In this post, we are exploring the world of handling exceptional cases in numerical computations. We will focus only on the initial example of adding up a list of numbers as even this simple example comes with more than enough edge cases.

Numerical Overflow

Obviously, when we talk about edge cases in arithmetic on a computer, “numerical overflows” are the first thing most people will think of. Since most hardware only supports fixed-size values for the arithmetic operation, there is always a limit to the numbers the hardware can represent. Most CPU architectures support only up to 64-bit integers in their registers, for example.

For integers, overflow happens when you add two numbers where the sum is larger than the largest supported integer or lower than the smallest supported integer. For 8-bit twos-complement signed integers, all of these operations result in integer overflow: 127 + 1, -100 - 29, -100 + (-29), 100 * 2, -128 / -1.

Basically all relevant hardware uses twos-complement integers and handles integer overflow by “wrapping” the result into the supported range of values. This can often lead to surprising results, e.g., 127 + 1 = -128, -100 - 29 = 127, -128 / -1 = -128.

For IEEE floating point numbers, overflows are handled differently. The result of 2e38 + 2e38 does not fit into a 32-bit float but floating point operations do not wrap like integer operations. Instead, depending on the hardware and configuration, this operation results in the special “infinity” value.

Since multiplication with values between zero and one leads to a smaller result but the precision of float values is obviously limited, arithmetic with float values also has an additional edge case: If you calculate 1e-38 * 1e-8, for example, the result is exactly zero. So, multiplication of two non-zero numbers can lead to a zero result. This behavior is usually called “underflow” (not to be confused with overflow of negative integers!) and can easily lead to unexpected results or even program crashes if you then divide by zero.

Before we dive into how you should actually deal with any kind of overflow or underflow, let’s first look at how some programming languages handle these exceptional cases.

Overflow in C++

In C++, overflow is generally not allowed and is considered “undefined behavior”:

If during the evaluation of an expression, the result is not mathematically defined or not in the range of representable values for its type, the behavior is undefined.

C++ Standard [expr.pre]

However, the actual behavior of overflows in C++ is more subtle. For example, overflow on unsigned integers silently wraps to the supported range of values (explicitly defined in [basic.fundamental]). Also, floating point operations are not required to be compatible with IEEE 754, but in practice, all compilers generate compatible instructions as they only target IEEE 754 compatible hardware.

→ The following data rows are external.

//! DialogueEngine — the per-session question/answer state machine.
//!
//! One call per inbound message: record (and validate) the answer to the
//! previous question, then either re-prompt, ask the next question, or run
//! the terminal step (score, thank-you, sink dispatch, session removal).

use std::sync::Arc;

use chrono::Utc;

use crate::catalog::{QUESTION_COUNT, QuestionCatalog};
use crate::dialogue::session::{Session, SessionStore};
use crate::dialogue::validate::validate_field;
use crate::lead::FieldKey;
use crate::scoring;
use crate::sinks::LeadSink;

/// Budget-tier remarks appended before the thank-you message.
const REMARK_LOW: &str = "Don't worry, we've got great solutions for any budget!";
const REMARK_MID: &str = "That's a smart budget! We'll make sure you get the best value.";
const REMARK_HIGH: &str = "Awesome! You're looking for premium solutions—we've got you covered.";

/// Budget-tier remark for a recorded budget. Recorded budgets are all
/// digits, so a failed parse means the value exceeds `u128` and still lands
/// in the top tier; only a non-numeric value yields no remark.
fn budget_remark(budget: &str) -> Option<&'static str> {
    match budget.parse::<u128>() {
        Ok(n) if n < 5_000 => Some(REMARK_LOW),
        Ok(n) if n < 15_000 => Some(REMARK_MID),
        Ok(_) => Some(REMARK_HIGH),
        Err(_) if !budget.is_empty() && budget.bytes().all(|b| b.is_ascii_digit()) => {
            Some(REMARK_HIGH)
        }
        Err(_) => None,
    }
}

/// Response to one inbound message.
#[derive(Debug, Clone, PartialEq, Eq)]
pub struct EngineReply {
    pub response: String,
    pub options: Vec<String>,
}

impl EngineReply {
    fn text(response: String) -> Self {
        Self {
            response,
            options: Vec::new(),
        }
    }
}

/// Drives every session through the fixed question sequence.
pub struct DialogueEngine {
    store: Arc<SessionStore>,
    catalog: Arc<QuestionCatalog>,
    sink: Arc<dyn LeadSink>,
}

impl DialogueEngine {
    pub fn new(
        store: Arc<SessionStore>,
        catalog: Arc<QuestionCatalog>,
        sink: Arc<dyn LeadSink>,
    ) -> Self {
        Self {
            store,
            catalog,
            sink,
        }
    }

    pub fn session_store(&self) -> &Arc<SessionStore> {
        &self.store
    }

    /// Process one message for `session_id`.
    ///
    /// The per-session mutex is held for the whole call, so messages for the
    /// same id are serialized; other sessions are unaffected.
    pub async fn handle_message(
        &self,
        session_id: &str,
        lang: &str,
        user_input: &str,
    ) -> EngineReply {
        let handle = self.store.resolve(session_id, lang).await;
        let mut session = handle.lock().await;
        // Language may switch mid-conversation; already-asked text stays as
        // it was rendered.
        session.lang = lang.to_string();
        session.last_seen = Utc::now();

        let step = session.step;

        // Record the answer to the previous question. Normalization (budget)
        // replaces the raw input for both the record and the echo below.
        let mut input_echo = user_input.to_string();
        if step >= 1 && step <= FieldKey::ORDER.len() {
            let key = FieldKey::ORDER[step - 1];
            match validate_field(key, user_input, &session.draft) {
                Ok(value) => {
                    input_echo = value.clone();
                    session.draft.set(key, value);
                    session.retry_pending = false;
                }
                Err(err) => {
                    session.retry_pending = true;
                    return EngineReply::text(err.prompt().to_string());
                }
            }
        }

        if step < QUESTION_COUNT {
            self.next_question(&mut session, step, &input_echo)
        } else {
            self.finalize(session_id, &mut session).await
        }
    }

    /// Ask the next question, or re-ask the current one on a pending retry.
    fn next_question(&self, session: &mut Session, step: usize, input_echo: &str) -> EngineReply {
        let entry = self.catalog.entry(&session.lang);

        if session.retry_pending {
            // Re-ask the question for the field being retried. Service
            // options are attached only on the first ask, not here.
            return EngineReply::text(entry.questions[step.saturating_sub(1)].clone());
        }

        let reply = if FieldKey::ORDER[step] == FieldKey::Service {
            let name = session.draft.get(FieldKey::Name).unwrap_or_default();
            let industry = session.draft.get(FieldKey::Industry).unwrap_or_default();
            EngineReply {
                response: format!(
                    "Thanks {name}, {industry} is a booming industry! Let's get your {input_echo} needs sorted.\n{}",
                    entry.questions[step]
                ),
                options: entry.service_options.clone(),
            }
        } else {
            EngineReply::text(entry.questions[step].clone())
        };

        session.step += 1;
        reply
    }

    /// Terminal step: runs exactly once, on the call that supplied the 7th
    /// field. Scores the lead, composes the closing message, removes the
    /// session, and dispatches the sinks. Sink failures are logged and never
    /// surface here.
    async fn finalize(&self, session_id: &str, session: &mut Session) -> EngineReply {
        let score = scoring::score_lead(&session.draft);

        let mut response = String::new();
        if let Some(remark) = session.draft.get(FieldKey::Budget).and_then(budget_remark) {
            response.push('\n');
            response.push_str(remark);
        }

        let name = session.draft.get(FieldKey::Name).unwrap_or_default();
        let email = session.draft.get(FieldKey::Email).unwrap_or_default();
        response.push('\n');
        response.push_str(&self.catalog.thank_you(&session.lang, name, email));

        // The session is gone before any sink runs; a slow or failing sink
        // cannot resurrect it, and a completed session is non-resumable.
        self.store.remove(session_id).await;

        let Some(lead) = session.draft.clone().into_lead(score, Utc::now()) else {
            tracing::error!(session_id, "Terminal step reached with incomplete draft");
            return EngineReply::text(response);
        };

        tracing::info!(
            session_id,
            lead_score = lead.lead_score,
            email = %lead.email,
            "Lead captured"
        );
        self.sink.deliver(lead).await.log();

        EngineReply::text(response)
    }
}

#[cfg(test)]
mod tests {
    use super::*;
    use crate::error::FieldError;
    use crate::lead::Lead;
    use crate::sinks::{DeliveryReport, SinkOutcome};
    use async_trait::async_trait;
    use tokio::sync::Mutex;

    /// Sink stub that records delivered leads.
    #[derive(Default)]
    struct RecordingSink {
        delivered: Mutex<Vec<Lead>>,
    }

    #[async_trait]
    impl LeadSink for RecordingSink {
        async fn deliver(&self, lead: Lead) -> DeliveryReport {
            self.delivered.lock().await.push(lead);
            DeliveryReport {
                outcomes: vec![SinkOutcome {
                    sink: "recording",
                    result: Ok(()),
                }],
            }
        }
    }

    fn engine() -> (DialogueEngine, Arc<RecordingSink>) {
        let sink = Arc::new(RecordingSink::default());
        let engine = DialogueEngine::new(
            Arc::new(SessionStore::new()),
            Arc::new(QuestionCatalog::builtin().unwrap()),
            Arc::clone(&sink) as Arc<dyn LeadSink>,
        );
        (engine, sink)
    }

    async fn say(engine: &DialogueEngine, sid: &str, msg: &str) -> EngineReply {
        engine.handle_message(sid, "en", msg).await
    }

    #[tokio::test]
    async fn first_message_asks_the_name_question() {
        let (engine, _) = engine();
        let reply = say(&engine, "s", "hi").await;
        assert_eq!(reply.response, "What's your name?");
        assert!(reply.options.is_empty());
    }

    #[tokio::test]
    async fn service_question_gets_acknowledgement_and_options() {
        let (engine, _) = engine();
        say(&engine, "s", "hi").await;
        say(&engine, "s", "Alex").await;
        say(&engine, "s", "tech").await;
        let reply = say(&engine, "s", "120000").await;

        assert!(reply.response.contains("Thanks Alex, tech is a booming industry!"));
        assert!(reply.response.contains("Which service are you looking for?"));
        assert_eq!(
            reply.options,
            ["Website", "Mobile App", "SEO", "Branding", "Marketing"]
        );
    }

    #[tokio::test]
    async fn acknowledgement_echoes_the_normalized_budget() {
        let (engine, _) = engine();
        say(&engine, "s", "hi").await;
        say(&engine, "s", "Alex").await;
        say(&engine, "s", "tech").await;
        let reply = say(&engine, "s", "$12,000").await;
        assert!(reply.response.contains("your 12000 needs sorted"));
    }

    #[tokio::test]
    async fn invalid_email_is_retried_without_advancing() {
        let (engine, _) = engine();
        for msg in ["hi", "Alex", "tech", "10000", "Website"] {
            say(&engine, "s", msg).await;
        }

        // Step is now 5 (email just asked). Repeated bad input re-prompts
        // identically and records nothing.
        let first = say(&engine, "s", "not-an-email").await;
        let second = say(&engine, "s", "still wrong").await;
        assert_eq!(first.response, FieldError::Email.prompt());
        assert_eq!(first, second);
        assert!(first.options.is_empty());

        let handle = engine.session_store().resolve("s", "en").await;
        let session = handle.lock().await;
        assert_eq!(session.step, 5);
        assert!(session.draft.get(FieldKey::Email).is_none());
        assert!(session.retry_pending);
        drop(session);

        // A valid answer recovers and moves on to the country question.
        let reply = say(&engine, "s", "a@b.com").await;
        assert_eq!(reply.response, "Which country are you from?");
    }

    #[tokio::test]
    async fn invalid_budget_is_rejected_with_fixed_prompt() {
        let (engine, _) = engine();
        say(&engine, "s", "hi").await;
        say(&engine, "s", "Alex").await;
        say(&engine, "s", "tech").await;

        let reply = say(&engine, "s", "abc").await;
        assert_eq!(reply.response, FieldError::Budget.prompt());

        let handle = engine.session_store().resolve("s", "en").await;
        assert!(handle.lock().await.draft.get(FieldKey::Budget).is_none());
    }

    #[tokio::test]
    async fn invalid_phone_is_rejected_against_recorded_country() {
        let (engine, _) = engine();
        for msg in ["hi", "Alex", "tech", "10000", "Website", "a@b.com", "US"] {
            say(&engine, "s", msg).await;
        }
        let reply = say(&engine, "s", "12").await;
        assert_eq!(reply.response, FieldError::Phone.prompt());
        assert!(engine.session_store().contains("s").await);
    }

    #[tokio::test]
    async fn full_run_scores_dispatches_and_removes_session() {
        let (engine, sink) = engine();
        for msg in ["hi", "Alex", "tech", "120000", "Website", "a@b.com", "US"] {
            say(&engine, "s", msg).await;
        }
        let reply = say(&engine, "s", "+14155552671").await;

        assert!(reply.response.contains("Alex"));
        assert!(reply.response.contains("a@b.com"));
        assert!(reply.response.contains(REMARK_HIGH));
        assert!(reply.options.is_empty());

        let delivered = sink.delivered.lock().await;
        assert_eq!(delivered.len(), 1);
        let lead = &delivered[0];
        assert_eq!(lead.lead_score, 100);
        assert_eq!(lead.name, "Alex");
        assert_eq!(lead.budget, "120000");
        assert_eq!(lead.phone, "+14155552671");
        drop(delivered);

        assert!(!engine.session_store().contains("s").await);
    }

    #[tokio::test]
    async fn low_budget_gets_reassurance_remark() {
        let (engine, _) = engine();
        for msg in ["hi", "Alex", "tech", "4000", "SEO", "a@b.com", "US"] {
            say(&engine, "s", msg).await;
        }
        let reply = say(&engine, "s", "+14155552671").await;
        assert!(reply.response.contains(REMARK_LOW));
    }

    #[tokio::test]
    async fn mid_budget_gets_smart_budget_remark() {
        let (engine, _) = engine();
        for msg in ["hi", "Alex", "tech", "9000", "SEO", "a@b.com", "US"] {
            say(&engine, "s", msg).await;
        }
        let reply = say(&engine, "s", "+14155552671").await;
        assert!(reply.response.contains(REMARK_MID));
    }

    #[tokio::test]
    async fn budget_beyond_machine_integers_still_gets_premium_remark() {
        let (engine, _) = engine();
        // 30 digits, far past what any fixed-width integer holds.
        for msg in ["hi", "Alex", "tech", "999999999999999999999999999999", "SEO", "a@b.com", "US"] {
            say(&engine, "s", msg).await;
        }
        let reply = say(&engine, "s", "+14155552671").await;
        assert!(reply.response.contains(REMARK_HIGH));
    }

    #[tokio::test]
    async fn language_switch_mid_session_renders_later_questions() {
        let (engine, _) = engine();
        engine.handle_message("s", "en", "hi").await;
        engine.handle_message("s", "en", "Alex").await;
        let reply = engine.handle_message("s", "hi", "tech").await;

        // Third question (budget) now comes from the Hindi table.
        let catalog = QuestionCatalog::builtin().unwrap();
        assert_eq!(reply.response, catalog.entry("hi").questions[2]);

        // Collected fields are unaffected by the switch.
        let handle = engine.session_store().resolve("s", "hi").await;
        let session = handle.lock().await;
        assert_eq!(session.draft.get(FieldKey::Name), Some("Alex"));
        assert_eq!(session.draft.get(FieldKey::Industry), Some("tech"));
    }

    #[tokio::test]
    async fn unknown_language_falls_back_to_english() {
        let (engine, _) = engine();
        let reply = engine.handle_message("s", "xx", "hi").await;
        assert_eq!(reply.response, "What's your name?");
    }

    #[tokio::test]
    async fn completed_session_id_starts_over() {
        let (engine, sink) = engine();
        for msg in [
            "hi",
            "Alex",
            "tech",
            "120000",
            "Website",
            "a@b.com",
            "US",
            "+14155552671",
        ] {
            say(&engine, "s", msg).await;
        }
        assert_eq!(sink.delivered.lock().await.len(), 1);

        // Reusing the id is a brand-new conversation, not a resume.
        let reply = say(&engine, "s", "hello again").await;
        assert_eq!(reply.response, "What's your name?");
    }

    #[tokio::test]
    async fn concurrent_sessions_are_independent() {
        let (engine, _) = engine();
        say(&engine, "a", "hi").await;
        say(&engine, "a", "Alex").await;

        let reply = say(&engine, "b", "hi").await;
        assert_eq!(reply.response, "What's your name?");

        let handle = engine.session_store().resolve("b", "en").await;
        assert!(handle.lock().await.draft.get(FieldKey::Name).is_none());
    }
}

As a result, C++ compilers generally generate a single add instruction for every addition and will leave you with the fallout caused by overflows.

Overflow in Rust

In Rust, overflowing integer operations lead to a “panic” (a controlled crash of the program) when compiled in debug mode. However, in release mode all integer operations wrap their results to their integer types, so overflows must be detected manually. Some people might consider this unsafe.

For floating point operations, the Rust compiler guarantees compatibility with IEEE 754 which means that generally overflows lead to infinity values and underflows are converted to zero.

Overflow in Python

The integer type in Python is implemented using a variable-sized integer which means it can store any integer value. So, integer arithmetic will never overflow in Python. All operations on variable-sized integers are more expensive than on fixed-size integers, so Python generally doesn’t perform that well when doing a lot of integer arithmetic.

Float values use the semantics of the underlying interpreter. The main Python interpreter, called CPython, is written in C, so floats in Python generally follow the IEEE 754 semantics, as well.

How to Handle Overflows

It should be obvious that not properly accounting for possible overflow can have unintended consequences. In extreme cases, unintended integer overflow can even lead to injury or death as in the infamous case of the Therac-25 X-ray machine.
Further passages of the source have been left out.